These households were interviewed both before program implementation (in 2000) and in three
consecutive years after its implementation (i.e. in 2001, 2002 and 2003). The results from the
double difference estimation showed evidence of small increases in investments in economically
productive activities and negative effects on labor supply among beneficiary households. This
study like other related ones targeted poor households and beneficiary households receive cash in
condition of satisfying certain behavoural conditions (i.e. if beneficiary children were attending
schools and visiting protective health care givers). Thus, there was compelling need for a similar
but area specific study to be conducted in Kitui County.
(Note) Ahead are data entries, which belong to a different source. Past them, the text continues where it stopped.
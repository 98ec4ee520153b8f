//! Terminals — per-flow endpoints inside a crane.
//!
//! A terminal owns one flow id on its crane and moves through
//! `Initialising → Live → Stopping → Abandoned`. Locally created terminals
//! start Initialising and become Live when the peer first speaks on the
//! flow; remotely created ones are Live from the start. Every terminal runs
//! one dispatch task that forwards inbound messages, interprets Stop frames
//! and enforces the idle deadline.
//!
//! Terminals hold only the crane's outbound queue handle and a child
//! cancellation token — no reference back to the crane itself — so a
//! terminal can always tear down even when its crane is already gone.

use std::sync::atomic::{AtomicU8, Ordering};
use std::sync::{Arc, Mutex as StdMutex};
use std::time::Duration;

use bytes::Bytes;
use serde::{Deserialize, Serialize};
use tokio::sync::{mpsc, watch};
use tokio::time::Instant;
use tokio_util::sync::CancellationToken;
use tracing::{debug, warn};

use crate::error::FlowError;
use crate::mailbox::Mailbox;
use crate::msg::{Msg, MsgKind};
use crate::unit::Scheduler;

/// Idle timeout for ordinary terminals.
pub const DEFAULT_IDLE_TIMEOUT: Duration = Duration::from_secs(15 * 60);
/// Idle timeout for remote terminals on public cranes, which legitimately
/// sit quiet for longer.
pub const PUBLIC_REMOTE_IDLE_TIMEOUT: Duration = Duration::from_secs(30 * 60);

const DEFAULT_QUEUE_SIZE: usize = 64;

fn default_queue_size() -> usize {
    DEFAULT_QUEUE_SIZE
}

fn default_version() -> u8 {
    1
}

/// Init parameters carried in the Init frame. The format must stay stable
/// across both sides of a crane.
#[derive(Debug, Clone, Serialize, Deserialize)]
pub struct TerminalOpts {
    #[serde(default = "default_queue_size")]
    pub queue_size: usize,
    /// Free-form label of what this flow is for, for logs only.
    #[serde(default)]
    pub usage: Option<String>,
    #[serde(default = "default_version")]
    pub version: u8,
}

impl Default for TerminalOpts {
    fn default() -> Self {
        Self {
            queue_size: DEFAULT_QUEUE_SIZE,
            usage: None,
            version: 1,
        }
    }
}

/// Terminal lifecycle states.
#[derive(Debug, Clone, Copy, PartialEq, Eq)]
#[repr(u8)]
pub enum TerminalState {
    Initialising = 0,
    Live = 1,
    Stopping = 2,
    Abandoned = 3,
}

#[derive(Debug)]
struct StateCell(AtomicU8);

impl StateCell {
    fn new(state: TerminalState) -> Self {
        Self(AtomicU8::new(state as u8))
    }

    fn get(&self) -> TerminalState {
        match self.0.load(Ordering::Acquire) {
            0 => TerminalState::Initialising,
            1 => TerminalState::Live,
            2 => TerminalState::Stopping,
            _ => TerminalState::Abandoned,
        }
    }

    fn transition(&self, from: TerminalState, to: TerminalState) -> bool {
        self.0
            .compare_exchange(from as u8, to as u8, Ordering::AcqRel, Ordering::Acquire)
            .is_ok()
    }

    /// Set Abandoned, returning the previous state.
    fn abandon(&self) -> TerminalState {
        match self.0.swap(TerminalState::Abandoned as u8, Ordering::AcqRel) {
            0 => TerminalState::Initialising,
            1 => TerminalState::Live,
            2 => TerminalState::Stopping,
            _ => TerminalState::Abandoned,
        }
    }
}

/// Where a terminal's outbound messages go: the crane's shared terminal
/// queue, or the prioritised controller channel for flow 0.
#[derive(Debug)]
pub(crate) enum OutboundSink {
    Shared(Arc<Mailbox>),
    Controller(mpsc::Sender<Msg>),
}

impl OutboundSink {
    async fn send(&self, msg: Msg) -> Result<(), FlowError> {
        match self {
            Self::Shared(mailbox) => mailbox.send(msg).await,
            Self::Controller(tx) => tx.send(msg).await.map_err(|e| {
                let mut msg = e.0;
                msg.finish_unit();
                FlowError::stopping().wrap("controller channel closed")
            }),
        }
    }

    fn push_displacing(&self, msg: Msg) {
        match self {
            Self::Shared(mailbox) => mailbox.push_displacing(msg),
            Self::Controller(tx) => {
                if let Err(e) = tx.try_send(msg) {
                    let mut msg = match e {
                        mpsc::error::TrySendError::Full(m)
                        | mpsc::error::TrySendError::Closed(m) => m,
                    };
                    warn!(flow = msg.flow_id, "controller channel unavailable, dropping message");
                    msg.finish_unit();
                }
            }
        }
    }
}

/// Everything a crane passes in when spawning a terminal.
pub(crate) struct TerminalSpawn {
    pub id: u32,
    pub crane_name: String,
    pub sink: OutboundSink,
    pub scheduler: Scheduler,
    pub parent_cancel: CancellationToken,
    /// Tells the crane to drop this flow id from its table after teardown.
    pub reaper: Option<mpsc::UnboundedSender<u32>>,
    pub opts: TerminalOpts,
    pub remote: bool,
    pub idle_timeout: Option<Duration>,
    pub initial_state: TerminalState,
}

/// A single flow endpoint. See the module docs.
#[derive(Debug)]
pub struct Terminal {
    id: u32,
    crane_name: String,
    remote: bool,
    state: StateCell,
    idle_timeout: StdMutex<Option<Duration>>,
    last_activity: StdMutex<Instant>,
    outbound: OutboundSink,
    cancel: CancellationToken,
    delivered: tokio::sync::Mutex<mpsc::Receiver<Msg>>,
    ended_tx: watch::Sender<Option<FlowError>>,
    scheduler: Scheduler,
}

impl Terminal {
    /// Build the terminal and spawn its dispatch task. Returns the terminal
    /// and the sender the crane pushes inbound messages into.
    pub(crate) fn spawn(spawn: TerminalSpawn) -> (Arc<Terminal>, mpsc::Sender<Msg>) {
        let queue = spawn.opts.queue_size.max(1);
        let (raw_tx, raw_rx) = mpsc::channel(queue);
        let (delivered_tx, delivered_rx) = mpsc::channel(queue);
        let (ended_tx, _) = watch::channel(None);

        let terminal = Arc::new(Terminal {
            id: spawn.id,
            crane_name: spawn.crane_name,
            remote: spawn.remote,
            state: StateCell::new(spawn.initial_state),
            idle_timeout: StdMutex::new(spawn.idle_timeout),
            last_activity: StdMutex::new(Instant::now()),
            outbound: spawn.sink,
            cancel: spawn.parent_cancel.child_token(),
            delivered: tokio::sync::Mutex::new(delivered_rx),
            ended_tx,
            scheduler: spawn.scheduler,
        });

        tokio::spawn(Arc::clone(&terminal).dispatch(raw_rx, delivered_tx, spawn.reaper));

        (terminal, raw_tx)
    }

    pub fn id(&self) -> u32 {
        self.id
    }

    pub fn state(&self) -> TerminalState {
        self.state.get()
    }

    pub fn is_live(&self) -> bool {
        self.state.get() == TerminalState::Live
    }

    /// Whether this terminal was created by the remote side.
    pub fn is_remote(&self) -> bool {
        self.remote
    }

    /// Change the idle timeout. Takes effect on the next deadline check.
    pub fn set_timeout(&self, timeout: Duration) {
        *self.idle_timeout.lock().expect("idle timeout lock poisoned") = Some(timeout);
    }

    pub fn idle_timeout(&self) -> Option<Duration> {
        *self.idle_timeout.lock().expect("idle timeout lock poisoned")
    }

    /// Send a message on this flow. The flow id is stamped here. Blocks
    /// while the crane's outbound queue is full — that is the backpressure
    /// signal.
    pub async fn send(&self, mut msg: Msg) -> Result<(), FlowError> {
        if self.state.get() == TerminalState::Abandoned {
            msg.finish_unit();
            return Err(FlowError::stopping().wrap("terminal has ended"));
        }
        msg.flow_id = self.id;
        self.touch();
        self.outbound.send(msg).await
    }

    /// Convenience: wrap `data` in a Data message and send it.
    pub async fn send_data(&self, data: impl Into<Bytes>) -> Result<(), FlowError> {
        let msg = Msg::new(&self.scheduler, data).await;
        self.send(msg).await
    }

    /// Receive the next inbound message. `None` once the terminal has
    /// ended and the queue is drained. The caller finishes the message's
    /// unit when done with it.
    pub async fn recv(&self) -> Option<Msg> {
        self.delivered.lock().await.recv().await
    }

    /// Wait for the terminal to end. The returned error is the final word:
    /// [`FlowError::is_ok`] distinguishes acknowledged termination from
    /// failure.
    pub async fn ended(&self) -> FlowError {
        let mut rx = self.ended_tx.subscribe();
        loop {
            let current = rx.borrow().clone();
            if let Some(err) = current {
                return err;
            }
            if rx.changed().await.is_err() {
                return FlowError::stopping();
            }
        }
    }

    /// The final error, if the terminal has already ended.
    pub fn try_ended(&self) -> Option<FlowError> {
        self.ended_tx.borrow().clone()
    }

    /// Mark this terminal as scheduled for teardown.
    pub fn mark_stopping(&self) -> bool {
        self.state
            .transition(TerminalState::Live, TerminalState::Stopping)
    }

    /// Clear a stopping mark that has not been executed yet. Used by
    /// optimisation to resurrect a terminal it wants to keep after all.
    pub fn abort_stopping(&self) -> bool {
        self.state
            .transition(TerminalState::Stopping, TerminalState::Live)
    }

    /// Tear the terminal down: best-effort Stop to the peer (when
    /// `notify_peer`), state to Abandoned, `ended` closed with `err`.
    /// Messages already queued outbound still go out ahead of the Stop.
    /// Idempotent: only the first call takes effect.
    pub(crate) fn end_with(&self, err: FlowError, notify_peer: bool) {
        if self.state.abandon() == TerminalState::Abandoned {
            return;
        }
        debug!(
            crane = %self.crane_name,
            flow = self.id,
            error = %err,
            "terminal ended"
        );
        if notify_peer {
            let stop = Msg::stop(&self.scheduler, self.id, &err);
            self.outbound.push_displacing(stop);
        }
        self.ended_tx.send_replace(Some(err));
        self.cancel.cancel();
    }

    /// Public teardown entry point: end this terminal with `err` and tell
    /// the peer.
    pub fn abandon(&self, err: FlowError) {
        self.end_with(err, true);
    }

    pub(crate) fn acknowledge(&self) {
        if self
            .state
            .transition(TerminalState::Initialising, TerminalState::Live)
        {
            debug!(crane = %self.crane_name, flow = self.id, "terminal acknowledged by peer");
        }
    }

    fn touch(&self) {
        *self.last_activity.lock().expect("activity lock poisoned") = Instant::now();
    }

    fn idle_deadline(&self) -> Instant {
        let last = *self.last_activity.lock().expect("activity lock poisoned");
        match self.idle_timeout() {
            Some(timeout) => last + timeout,
            // Effectively never; the controller terminal does not idle out.
            None => Instant::now() + Duration::from_secs(365 * 24 * 3600),
        }
    }

    async fn dispatch(
        self: Arc<Self>,
        mut raw_rx: mpsc::Receiver<Msg>,
        delivered_tx: mpsc::Sender<Msg>,
        reaper: Option<mpsc::UnboundedSender<u32>>,
    ) {
        loop {
            tokio::select! {
                _ = self.cancel.cancelled() => {
                    self.end_with(FlowError::stopping(), false);
                    break;
                }

                _ = tokio::time::sleep_until(self.idle_deadline()) => {
                    // Activity may have refreshed the deadline while we slept.
                    if self.idle_deadline() > Instant::now() {
                        continue;
                    }
                    debug!(crane = %self.crane_name, flow = self.id, "terminal idled out");
                    self.end_with(FlowError::idle_timeout(), true);
                    break;
                }

                inbound = raw_rx.recv() => {
                    let Some(mut msg) = inbound else {
                        self.end_with(FlowError::stopping(), false);
                        break;
                    };
                    self.touch();
                    self.acknowledge();
                    match msg.kind {
                        MsgKind::Stop => {
                            let data = std::mem::take(&mut msg.payload).into_bytes();
                            msg.finish_unit();
                            self.end_with(FlowError::unpack(&data), false);
                            break;
                        }
                        MsgKind::Data | MsgKind::Init => {
                            if delivered_tx.send(msg).await.is_err() {
                                self.end_with(
                                    FlowError::stopping().wrap("message receiver dropped"),
                                    true,
                                );
                                break;
                            }
                        }
                        MsgKind::Unknown(byte) => {
                            warn!(
                                crane = %self.crane_name,
                                flow = self.id,
                                kind = byte,
                                "dropping message of unknown kind"
                            );
                            msg.finish_unit();
                        }
                    }
                }
            }
        }

        if let Some(reaper) = reaper {
            let _ = reaper.send(self.id);
        }
    }
}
Angelucci and Attanasio (2009) estimated the effect of urban component of Mexican CCT
program, Oportunidades on consumption. This program started in rural Mexico in 1998 but later
in the year 2003 it was expanded to urban areas. A selection criterion was based on a
predetermined poverty threshold. Data collection was done from 7320 households in 2002 before
program implementation and 6830 households after implementation for the years 2003 and 2004.
Lack of randomization in participation across urban areas and among participants necessitated
the use of DID method and instrumental variable (IV) estimators. Since there was low
participation rate, the researchers also estimated the average intention to treat (AIT). The study
found expected transfer was not adequate to persuade several qualified households to take part.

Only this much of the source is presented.